Data platform availability banner - registered substances factsheets

Please be aware that this old REACH registration data factsheet is no longer maintained; it remains frozen as of 19th May 2023.

The new ECHA CHEM database has been released by ECHA, and it now contains all REACH registration data. There are more details on the transition of ECHA's published data to ECHA CHEM here.

Diss Factsheets

Classification & Labelling & PBT assessment

PBT assessment

Currently viewing:

Administrative data

PBT assessment: overall result

Reference
Name:
C.I. Reactive Red 3:1
Type of composition:
legal entity composition of the substance
State / form:
solid: particulate/powder
Reference substance:
C.I. Reactive Red 3:1
PBT status:
the substance is not PBT / vPvB
Justification:

Persistence

The biodegradation of the test material was 6.37 % in 29 days. The hydrolysis half-life in fresh water is 93.6 days and is therefore determined to be persistent. Reference: ECHA Guidance R.11 PBT/vPvB assessment (v3.0 June 2017).

Bioaccumulation

The log Kow of the substance was determined to be -4.4827 at 25 °C. This is below the screening criteria threshold of log Kow > 4.5 for substances to be considered to have bioaccumulation potential. Reference: ECHA Guidance R.11 PBT/vPvB assessment (v3.0 June 2017).

Toxicity

Chronic NOEC = > 100 mg/L in an algal growth inhibition test and as such does not meet the criteria for classification for long-term toxicity.

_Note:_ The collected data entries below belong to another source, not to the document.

use crate::tree::{Child, ComponentNode, NodeKind};

/// The TreeVisitor trait defines the single authoritative traversal of a component tree.
///
/// Rules:
/// 1. Traversal order is document order and fixed: children first, then the
///    `else` branch of an `If` node.
/// 2. Implementers override `visit_*` methods to add behavior.
/// 3. Implementers MUST call the matching `walk_*` function to continue
///    traversal unless pruning is intended.
pub trait TreeVisitor<'t> {
    /// Top-level component definitions.
    fn visit_definition(&mut self, component: &'t ComponentNode) {
        walk_node(self, component);
    }

    /// Every node below a top-level definition, including inline definitions.
    fn visit_node(&mut self, node: &'t ComponentNode) {
        walk_node(self, node);
    }

    fn visit_children(&mut self, children: &'t [Child]) {
        walk_children(self, children);
    }
}

pub fn walk_children<'t, V: TreeVisitor<'t> + ?Sized>(visitor: &mut V, children: &'t [Child]) {
    // Text, script and primitive children are leaves with nothing to visit.
    for child in children {
        if let Child::Node(node) = child {
            visitor.visit_node(node);
        }
    }
}

pub fn walk_node<'t, V: TreeVisitor<'t> + ?Sized>(visitor: &mut V, node: &'t ComponentNode) {
    visitor.visit_children(&node.children);
    if let NodeKind::If { otherwise, .. } = &node.kind {
        visitor.visit_children(otherwise);
    }
}

/// Collects every node (definitions included) in document order.
pub struct NodeCollector<'t> {
    pub nodes: Vec<&'t ComponentNode>,
}

impl<'t> TreeVisitor<'t> for NodeCollector<'t> {
    fn visit_definition(&mut self, component: &'t ComponentNode) {
        self.nodes.push(component);
        walk_node(self, component);
    }

    fn visit_node(&mut self, node: &'t ComponentNode) {
        self.nodes.push(node);
        walk_node(self, node);
    }
}

/// All nodes of one top-level definition, the definition itself first.
pub fn nodes_of(component: &ComponentNode) -> Vec<&ComponentNode> {
    let mut collector = NodeCollector { nodes: vec![] };
    collector.visit_definition(component);
    collector.nodes
}

/// The top-level definition followed by its inline definitions, in document order.
pub fn definitions_of(component: &ComponentNode) -> Vec<&ComponentNode> {
    nodes_of(component)
        .into_iter()
        .filter(|n| n.is_definition())
        .collect()
}

#[cfg(test)]
mod tests {
    use super::*;

    fn node(kind: NodeKind, path: &str) -> ComponentNode {
        ComponentNode::new(kind, path, vec![])
    }

    #[test]
    fn test_document_order_includes_else_branch() {
        let mut root = node(NodeKind::default(), "components[0]");
        let then_branch = node(NodeKind::Element("span".into()), "then");
        let else_branch = node(NodeKind::Element("em".into()), "else");
        let mut cond = node(
            NodeKind::If {
                condition: "ok".into(),
                otherwise: vec![Child::Node(Box::new(else_branch))],
            },
            "if",
        );
        cond.children.push(Child::Node(Box::new(then_branch)));
        root.children.push(Child::Node(Box::new(cond)));

        let paths: Vec<&str> = nodes_of(&root).iter().map(|n| n.path.as_str()).collect();
        assert_eq!(paths, vec!["components[0]", "if", "then", "else"]);
    }

    #[test]
    fn test_definitions_of_filters_elements() {
        let mut root = node(NodeKind::default(), "components[0]");
        root.children
            .push(Child::Node(Box::new(node(NodeKind::Element("div".into()), "div"))));
        root.children
            .push(Child::Node(Box::new(node(NodeKind::default(), "inline"))));
        let defs: Vec<&str> = definitions_of(&root)
            .iter()
            .map(|n| n.path.as_str())
            .collect();
        assert_eq!(defs, vec!["components[0]", "inline"]);
    }
}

The substance does not meet the criteria for classification as carcinogenic (category 1A or 1B), germ cell mutagenic (category 1A or 1B), or toxic for reproduction (category 1A, 1B, or 2) according to Regulation EC No 1272/2008. 

The substance is not classified for specific target organ toxicity after repeated exposure.

The substance does not meet the criteria for classification as carcinogenic (category 1A or 1B), germ cell mutagenic (category 1A or 1B), or toxic for reproduction (category 1A, 1B, or 2) according to Regulation EC No 1272/2008. The substance is not classified for specific target organ toxicity after repeated exposure and the long-term no-observed effect concentration or EC10 for marine or freshwater organisms is > 0.01 mg/L. 

The substance is concluded not to meet the criteria for T. Reference: ECHA Guidance R.11 PBT/vPvB assessment (v3.0 June 2017).

Therefore the assessment of the test material determined that it is not a PBT or vPvB substance.